Italy’s growing public debt and its failure to comply with the European Union’s fiscal rules prompted the European Commission to warn that it might submit the country to an Excessive Deficit Procedure (EDP). The Commission finally announced on July 3 that, thanks to last minute fiscal measures, Italy would avoid the procedure “at this stage.” Markets and commentators have been treating the potential EDP as a major escalation, with yields on Italian government bonds moving substantially on news of negotiations between Rome and Brussels. But the Excessive Deficit Procedure was not designed to be a condemnation. Its original purpose was to soften the limits on deficits and debts set in the Maastricht Treaty of 1992, not to punish countries for exceeding them.
Euro area member states whose deficits exceed 3 percent of GDP or whose debt exceeds 60 percent of GDP face an Excessive Deficit Procedure, which is the corrective arm of the Stability and Growth Pact, the European Union’s fiscal framework. Once subject to the EDP, member states must follow an adjustment path, recommended by the European Commission and endorsed by the European Council, in order to reduce the deficit or debt below their limits.

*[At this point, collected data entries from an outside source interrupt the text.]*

//! Terminal input mapping.
//!
//! Translates crossterm key events into board [`Command`]s. Unrecognized
//! keys are ignored; there is no quit key - the session ends on game over
//! or external process termination.

mod map;

pub use map::map_key;

pub use term_tetra_types::Command;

These days, the EDP is seen as the sharpest possible rebuke of a member state, a naughty corner for fiscal delinquents. When formulating budgets, member states do everything they can to avoid breaching the 3 percent limit on the deficit. The prospect of an EDP for Italy due to high debt levels and the country’s negotiations with the Commission had market participants and journalists on the edge of their seats.

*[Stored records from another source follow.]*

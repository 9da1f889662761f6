//! Raw-mode terminal driver.
//!
//! Owns terminal setup/teardown and flushes framebuffers to stdout. After
//! the first full redraw it only rewrites cells that changed since the
//! previous frame, coalescing horizontal runs.

use std::io::{self, Write};

use anyhow::Result;
use crossterm::{
    cursor,
    style::{Attribute, Print, SetAttribute},
    terminal, QueueableCommand,
};

use crate::fb::{CellStyle, FrameBuffer};

pub struct TerminalRenderer {
    stdout: io::Stdout,
    last: Option<FrameBuffer>,
    buf: Vec<u8>,
}

impl TerminalRenderer {
    pub fn new() -> Self {
        Self {
            stdout: io::stdout(),
            last: None,
            buf: Vec::with_capacity(16 * 1024),
        }
    }

    /// Enter raw mode and the alternate screen. Failure here is fatal to
    /// startup; the caller propagates it.
    pub fn enter(&mut self) -> Result<()> {
        terminal::enable_raw_mode()?;
        self.buf.clear();
        self.buf.queue(terminal::EnterAlternateScreen)?;
        self.buf.queue(cursor::Hide)?;
        self.buf.queue(terminal::DisableLineWrap)?;
        self.flush_buf()?;
        Ok(())
    }

    /// Restore the terminal. Best-effort on shutdown paths.
    pub fn exit(&mut self) -> Result<()> {
        self.buf.clear();
        self.buf.queue(SetAttribute(Attribute::Reset))?;
        self.buf.queue(terminal::EnableLineWrap)?;
        self.buf.queue(cursor::Show)?;
        self.buf.queue(terminal::LeaveAlternateScreen)?;
        self.flush_buf()?;
        terminal::disable_raw_mode()?;
        Ok(())
    }

    /// Force the next draw to repaint everything. Used on terminal resize.
    pub fn invalidate(&mut self) {
        self.last = None;
    }

    /// Flush a frame to the terminal.
    pub fn draw(&mut self, fb: &FrameBuffer) -> Result<()> {
        self.buf.clear();
        match &self.last {
            Some(prev) if prev.width() == fb.width() && prev.height() == fb.height() => {
                encode_diff(prev, fb, &mut self.buf)?;
            }
            _ => encode_full(fb, &mut self.buf)?,
        }
        self.flush_buf()?;
        match &mut self.last {
            Some(prev) => prev.clone_from(fb),
            None => self.last = Some(fb.clone()),
        }
        Ok(())
    }

    fn flush_buf(&mut self) -> Result<()> {
        self.stdout.write_all(&self.buf)?;
        self.stdout.flush()?;
        Ok(())
    }
}

impl Default for TerminalRenderer {
    fn default() -> Self {
        Self::new()
    }
}

fn encode_full(fb: &FrameBuffer, out: &mut Vec<u8>) -> Result<()> {
    out.queue(terminal::Clear(terminal::ClearType::All))?;
    let mut current: Option<CellStyle> = None;
    for y in 0..fb.height() {
        out.queue(cursor::MoveTo(0, y))?;
        for x in 0..fb.width() {
            let cell = fb.get(x, y).unwrap_or_default();
            emit_cell(out, cell.ch, cell.style, &mut current)?;
        }
    }
    out.queue(SetAttribute(Attribute::Reset))?;
    Ok(())
}

/// Rewrite only the cells that differ from `prev`, one horizontal run per
/// cursor move.
fn encode_diff(prev: &FrameBuffer, next: &FrameBuffer, out: &mut Vec<u8>) -> Result<()> {
    let mut current: Option<CellStyle> = None;
    for y in 0..next.height() {
        let mut x = 0;
        while x < next.width() {
            if prev.get(x, y) == next.get(x, y) {
                x += 1;
                continue;
            }
            out.queue(cursor::MoveTo(x, y))?;
            while x < next.width() && prev.get(x, y) != next.get(x, y) {
                let cell = next.get(x, y).unwrap_or_default();
                emit_cell(out, cell.ch, cell.style, &mut current)?;
                x += 1;
            }
        }
    }
    out.queue(SetAttribute(Attribute::Reset))?;
    Ok(())
}

fn emit_cell(
    out: &mut Vec<u8>,
    ch: char,
    style: CellStyle,
    current: &mut Option<CellStyle>,
) -> Result<()> {
    if *current != Some(style) {
        out.queue(SetAttribute(Attribute::Reset))?;
        if style.bold {
            out.queue(SetAttribute(Attribute::Bold))?;
        }
        if style.blink {
            out.queue(SetAttribute(Attribute::SlowBlink))?;
        }
        if style.dim {
            out.queue(SetAttribute(Attribute::Dim))?;
        }
        *current = Some(style);
    }
    out.queue(Print(ch))?;
    Ok(())
}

As pointed out by many economists, a hard, numerical limit on the deficit or debt is a bad idea. There is nothing magical about the 3 percent deficit level. The sky does not fall once it is breached, and therefore it follows that breaching this limit should not be avoided at all costs. This is why the EDP was created: to soften the limits on deficits and debts and dampen their procyclicality. Indeed, the procedure allows member states to exceed these thresholds and guides them on a path to reducing the deficit or debt below them. The adjustment path is set taking “relevant factors” into account, and it can be revised as new factors emerge. The Commission continuously monitors compliance with the recommendations but imposes fines only if a member state repeatedly ignores the Commission’s recommendations. In fact, no member state has ever been fined by the Commission for not complying with EDP requirements.

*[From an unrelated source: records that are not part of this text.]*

//! Static catalog of the seven tetromino kinds.
//!
//! Each entry carries a bounding box and one hand-specified 4-cell offset
//! pattern per orientation. The patterns are piece-local (offsets within the
//! bounding box); a [`crate::Shape`] translates them by its origin to get
//! the absolute path. Built at compile time, read-only forever, so
//! concurrent readers never contend.

use crate::geometry::Path;
use crate::types::{Coord, Orientation, PieceKind};

/// An immutable piece template: bounding box plus the four orientation
/// frames (indexed N, E, S, W).
#[derive(Debug)]
pub struct Tetromino {
    pub width: i16,
    pub height: i16,
    frames: [Path; 4],
}

impl Tetromino {
    /// The piece-local cell pattern for one orientation.
    pub fn frame(&self, orientation: Orientation) -> &Path {
        &self.frames[orientation.index()]
    }
}

/// Look up the shared template for a kind.
pub fn tetromino(kind: PieceKind) -> &'static Tetromino {
    &CATALOG[kind.index()]
}

const fn cells(points: [(i16, i16); 4]) -> Path {
    Path::new([
        Coord::new(points[0].0, points[0].1),
        Coord::new(points[1].0, points[1].1),
        Coord::new(points[2].0, points[2].1),
        Coord::new(points[3].0, points[3].1),
    ])
}

/// Indexed by `PieceKind::index()` (O, I, T, J, L, Z, S).
///
/// O is identical in all four orientations by symmetry; every other kind
/// forms a closed 4-step rotation cycle.
static CATALOG: [Tetromino; 7] = [
    // O
    Tetromino {
        width: 2,
        height: 2,
        frames: [
            cells([(0, 0), (0, 1), (1, 0), (1, 1)]),
            cells([(0, 0), (0, 1), (1, 0), (1, 1)]),
            cells([(0, 0), (0, 1), (1, 0), (1, 1)]),
            cells([(0, 0), (0, 1), (1, 0), (1, 1)]),
        ],
    },
    // I
    Tetromino {
        width: 4,
        height: 4,
        frames: [
            cells([(3, 0), (3, 1), (3, 2), (3, 3)]),
            cells([(0, 1), (1, 1), (2, 1), (3, 1)]),
            cells([(3, 0), (3, 1), (3, 2), (3, 3)]),
            cells([(0, 2), (1, 2), (2, 2), (3, 2)]),
        ],
    },
    // T
    Tetromino {
        width: 3,
        height: 3,
        frames: [
            cells([(1, 1), (0, 2), (1, 2), (2, 2)]),
            cells([(0, 1), (1, 0), (1, 1), (1, 2)]),
            cells([(0, 1), (1, 1), (2, 1), (1, 2)]),
            cells([(2, 1), (1, 0), (1, 1), (1, 2)]),
        ],
    },
    // J
    Tetromino {
        width: 3,
        height: 3,
        frames: [
            cells([(0, 1), (1, 1), (2, 1), (2, 2)]),
            cells([(1, 0), (1, 1), (1, 2), (0, 2)]),
            cells([(0, 1), (0, 2), (1, 2), (2, 2)]),
            cells([(1, 0), (2, 0), (1, 1), (1, 2)]),
        ],
    },
    // L
    Tetromino {
        width: 3,
        height: 3,
        frames: [
            cells([(0, 1), (1, 1), (2, 1), (0, 2)]),
            cells([(0, 0), (1, 0), (1, 1), (2, 1)]),
            cells([(0, 2), (1, 2), (2, 2), (2, 1)]),
            cells([(1, 0), (1, 1), (1, 2), (2, 2)]),
        ],
    },
    // Z
    Tetromino {
        width: 3,
        height: 3,
        frames: [
            cells([(0, 1), (1, 1), (1, 2), (2, 2)]),
            cells([(2, 0), (1, 1), (2, 1), (1, 2)]),
            cells([(0, 1), (1, 1), (1, 2), (2, 2)]),
            cells([(1, 0), (0, 1), (1, 1), (0, 2)]),
        ],
    },
    // S
    Tetromino {
        width: 3,
        height: 3,
        frames: [
            cells([(0, 2), (1, 1), (1, 2), (2, 1)]),
            cells([(1, 0), (1, 1), (2, 1), (2, 2)]),
            cells([(0, 2), (1, 1), (1, 2), (2, 1)]),
            cells([(0, 0), (0, 1), (1, 1), (1, 2)]),
        ],
    },
];

#[cfg(test)]
mod tests {
    use super::*;

    #[test]
    fn every_frame_has_four_cells_inside_the_bounding_box() {
        for kind in PieceKind::ALL {
            let t = tetromino(kind);
            for o in Orientation::ALL {
                let frame = t.frame(o);
                assert_eq!(frame.points().len(), 4);
                for c in frame.iter() {
                    assert!(c.col >= 0 && c.col < t.width, "{kind:?}/{o:?}: {c:?}");
                    assert!(c.row >= 0 && c.row < t.height, "{kind:?}/{o:?}: {c:?}");
                }
            }
        }
    }

    #[test]
    fn frames_have_distinct_cells() {
        for kind in PieceKind::ALL {
            for o in Orientation::ALL {
                let mut points = tetromino(kind).frame(o).points().to_vec();
                points.sort();
                points.dedup();
                assert_eq!(points.len(), 4, "{kind:?}/{o:?} has duplicate cells");
            }
        }
    }

    #[test]
    fn four_right_rotations_close_the_cycle() {
        for kind in PieceKind::ALL {
            for start in Orientation::ALL {
                let mut o = start;
                for _ in 0..4 {
                    o = o.rotate_cw();
                }
                assert_eq!(tetromino(kind).frame(o), tetromino(kind).frame(start));
            }
        }
    }

    #[test]
    fn o_is_invariant_under_rotation() {
        let t = tetromino(PieceKind::O);
        let north = t.frame(Orientation::North);
        for o in Orientation::ALL {
            assert_eq!(t.frame(o), north);
        }
    }

    #[test]
    fn i_north_is_a_vertical_line() {
        let frame = tetromino(PieceKind::I).frame(Orientation::North);
        let col = frame.points()[0].col;
        assert!(frame.iter().all(|c| c.col == col));
        let mut rows: Vec<i16> = frame.iter().map(|c| c.row).collect();
        rows.sort_unstable();
        assert_eq!(rows, vec![0, 1, 2, 3]);
    }
}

In other words, the EDP was not conceived as a purgatory, a place of suffering inhabited by the souls of member states expiating their sins. It was rather supposed to be more like a hospital observation room, where patients are monitored to prevent an illness or a worsening condition.
In 2009, when the Commission recommended a coordinated stimulus of 1.5 percent of GDP to boost demand under the European Economic Recovery Plan, it explicitly said that “It [might] lead some member states to breach the 3 percent GDP deficit reference value,” and that in those member states ”corrective action [would] have to be taken in time frames consistent with the recovery of the economy.”
In fact, many member states ended up in an EDP, and “corrective action” was taken, in some countries faster than in others. By 2019, Spain was the only country left in an EDP, although the original recommendation was for it to reduce its deficit by 2012.
Although the name does not help, we must stop thinking of the Excessive Deficit Procedure as a purgatory for sinners. If it is, then it is a rather nice one: Ironically, Italy would probably have faced lower required adjustments under an EDP than the requirements it currently faces, now that it has avoided the procedure. Contrarily to what many people think, Italy would not have been stuck in an EDP for decades until its debt-to-GDP ratio reached 60 percent, but rather for a few years until the debt was on a sufficiently declining path. If properly designed, an EDP could have been the place where a better policy mix was achieved, combining a softer adjustment path and policies to improve potential growth.
In a parallel world, in which market participants and journalists do not see the EDP as the worst possible condemnation by the Commission, and in which country leaders do not treat it as the paramount attack on their sovereignty, member states are happy to enter an Excessive Deficit Procedure because everybody wins: Member states are able to temporarily breach the deficit and debt limits if necessary in a recession or for other reasons, and the Commission gets to monitor conditions and ensure an eventual return to a lower deficit.